What a shame! More than 30 years after the brutal 1980 election cycle, one would imagine we would have evolved from such barbarity. Apparently not. Rest in peace, sir.

Same thing again

A few years ago, dancehall artiste Assassin bemoaned, in song, that "a the same thing again ... another nine-night, people block the road a defend them rights ... ghetto people struggles never end, and even though it's no money, a still more problem ... ." Yes, it's the same thing again. December 2011. Election violence. Grown men killing each other over political nonsense.

It was 1960-something when Sam Cooke crooned: "It's been a long time coming, but I know change gon' come." It was 2007 when Bruce Golding and the Bells belted a similar song of change. Their hymn book was the JLP manifesto. In it were countless ballads of the wondrous and amazing measures the JLP would implement to reform Jamaica - perhaps most pressing among them, at least for our long-term stability as a functioning liberal democracy, were the promised democratic reforms.

Yes, I remember those songs of freedom. They were all we really had. I fondly recall stanza 1: "Republican status - Take steps to amend the Constitution to replace the Queen with a Jamaican president ... . Such a president will be appointed by consensus through a two-thirds majority vote in each House of Parliament." Unfortunately, the only consensus we've seen is the two parties' apparent lack of respect for the Jamaican people.

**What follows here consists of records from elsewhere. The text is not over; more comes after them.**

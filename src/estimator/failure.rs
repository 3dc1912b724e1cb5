//! Ensemble failure estimation.

use thiserror::Error;
use tracing::{debug, warn};

use super::capability::{ModelError, ModelSet};
use crate::config::EstimatorConfig;
use crate::types::{FailureEstimate, ModelDetails, RiskLevel, SensorReading};

pub const ACTION_IMMEDIATE_INSPECTION: &str = "Schedule immediate inspection";
pub const ACTION_CHECK_GEARBOX_OIL: &str = "Check gearbox oil temperature";
pub const ACTION_MONITOR_NACELLE: &str = "Monitor nacelle temperature";
pub const ACTION_CHECK_ROTOR_SPEED: &str = "Check rotor speed parameters";
pub const ACTION_CONTINUE: &str = "Continue normal operations";

/// Reasons an estimate degrades to the fallback.
#[derive(Error, Debug, Clone, PartialEq)]
pub enum EstimatorError {
    #[error("Empty feature vector")]
    EmptyFeatures,

    #[error("Non-finite feature value at index {0}")]
    NonFiniteFeature(usize),

    #[error(transparent)]
    Model(#[from] ModelError),
}

/// Combines classifier and sequence-model probabilities into one estimate.
///
/// Never fails: missing models are replaced by configured default
/// probabilities, and any error while scoring yields the fallback estimate.
#[derive(Debug, Clone)]
pub struct FailureEstimator {
    config: EstimatorConfig,
    models: ModelSet,
}

impl FailureEstimator {
    pub fn new(config: EstimatorConfig, models: ModelSet) -> Self {
        Self { config, models }
    }

    pub fn models(&self) -> &ModelSet {
        &self.models
    }

    /// Estimate failure risk for one reading.
    ///
    /// `features` is the adapted classifier input for `reading`; the reading
    /// itself drives the recommended actions.
    pub fn estimate(&self, reading: &SensorReading, features: &[f64]) -> FailureEstimate {
        match self.try_estimate(reading, features) {
            Ok(estimate) => {
                debug!(
                    probability = estimate.failure_probability,
                    risk = %estimate.risk_level,
                    actions = estimate.recommended_actions.len(),
                    "Failure estimate computed"
                );
                estimate
            }
            Err(e) => {
                warn!(error = %e, "Failure estimation failed, using fallback estimate");
                self.fallback()
            }
        }
    }

    /// The canned estimate returned whenever scoring fails.
    pub fn fallback(&self) -> FailureEstimate {
        let p = self.config.fallback_probability;
        FailureEstimate {
            failure_probability: p,
            failure_prediction: false,
            confidence: self.config.fallback_confidence,
            risk_level: RiskLevel::Low,
            recommended_actions: vec![ACTION_CONTINUE.to_string()],
            model_details: ModelDetails {
                classifier_probability: p,
                sequence_probability: p,
                ensemble_probability: p,
            },
        }
    }

    /// Map a probability onto the configured risk ladder.
    pub fn risk_level(&self, probability: f64) -> RiskLevel {
        RiskLevel::from_probability(
            probability,
            self.config.medium_risk_threshold,
            self.config.high_risk_threshold,
        )
    }

    fn try_estimate(
        &self,
        reading: &SensorReading,
        features: &[f64],
    ) -> Result<FailureEstimate, EstimatorError> {
        if features.is_empty() {
            return Err(EstimatorError::EmptyFeatures);
        }
        if let Some(i) = features.iter().position(|v| !v.is_finite()) {
            return Err(EstimatorError::NonFiniteFeature(i));
        }

        let scaled = match &self.models.scaler {
            Some(scaler) => scaler.transform(features)?,
            None => features.to_vec(),
        };

        let classifier_probability = match &self.models.classifier {
            Some(classifier) => {
                let [_, p_fail] = classifier.predict_proba(&scaled)?;
                clamp_probability(p_fail)?
            }
            None => self.config.default_classifier_probability,
        };

        let sequence_probability = match &self.models.sequence {
            Some(sequence) => clamp_probability(sequence.failure_probability(&scaled)?)?,
            None => self.config.default_sequence_probability,
        };

        let ensemble_probability = self.ensemble(classifier_probability, sequence_probability);

        Ok(FailureEstimate {
            failure_probability: ensemble_probability,
            failure_prediction: ensemble_probability > self.config.failure_threshold,
            confidence: classifier_probability.max(sequence_probability),
            risk_level: self.risk_level(ensemble_probability),
            recommended_actions: self.recommended_actions(reading, ensemble_probability),
            model_details: ModelDetails {
                classifier_probability,
                sequence_probability,
                ensemble_probability,
            },
        })
    }

    /// Weighted mean of the two probabilities (equal weights by default).
    fn ensemble(&self, classifier: f64, sequence: f64) -> f64 {
        let wc = self.config.classifier_weight;
        let ws = self.config.sequence_weight;
        let total = wc + ws;
        if total <= 0.0 {
            return ((classifier + sequence) / 2.0).clamp(0.0, 1.0);
        }
        ((wc * classifier + ws * sequence) / total).clamp(0.0, 1.0)
    }

    /// Ordered action list. Checks run in a fixed order; an empty result
    /// becomes "Continue normal operations".
    fn recommended_actions(&self, reading: &SensorReading, probability: f64) -> Vec<String> {
        let c = &self.config;
        let mut actions = Vec::new();
        if probability > c.failure_threshold {
            actions.push(ACTION_IMMEDIATE_INSPECTION.to_string());
        }
        if reading.gear_oil_temp > c.gear_oil_temp_action_c {
            actions.push(ACTION_CHECK_GEARBOX_OIL.to_string());
        }
        if reading.nacelle_temp > c.nacelle_temp_action_c {
            actions.push(ACTION_MONITOR_NACELLE.to_string());
        }
        if reading.rotor_rpm > c.rotor_rpm_action {
            actions.push(ACTION_CHECK_ROTOR_SPEED.to_string());
        }
        if actions.is_empty() {
            actions.push(ACTION_CONTINUE.to_string());
        }
        actions
    }
}

/// Clamp a model probability into [0, 1]; NaN is an error.
fn clamp_probability(p: f64) -> Result<f64, ModelError> {
    if p.is_nan() {
        return Err(ModelError::InvalidProbability(p));
    }
    Ok(p.clamp(0.0, 1.0))
}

Who could forget stanza 5: "Financing of political parties - Enact, in consultation with the Electoral Commission, legislation to regulate the financial operations of political parties." The JLP might be forgiven for not seriously getting around to this promise, as the party was preoccupied with urgent trips to Washington, DC, financed by shadowy party interests, to discuss private party matters.

Fix it

Today, the most relevant of the 2007 hits is perhaps the one found in stanza 23: "Fixed election period - Establish a fixed election period subject to variation only in specified circumstances."

After weeks of being treated like a ball of yarn in the paws of a kitten, Jamaicans must surely yearn for the fulfilment of this promise. A fixed date - or, say, the third Monday in January - would promote stability. It would discourage the perpetual game of political brinksmanship played under the current system. Local and international businesses could invest confidently, knowing that the Government will remain in power for a set time. Our international financial partners would be comforted by this knowledge. Most important, the Jamaican people would never again face the distinct misfortune of being forced to divide their attention between Santa Claus and circus clowns.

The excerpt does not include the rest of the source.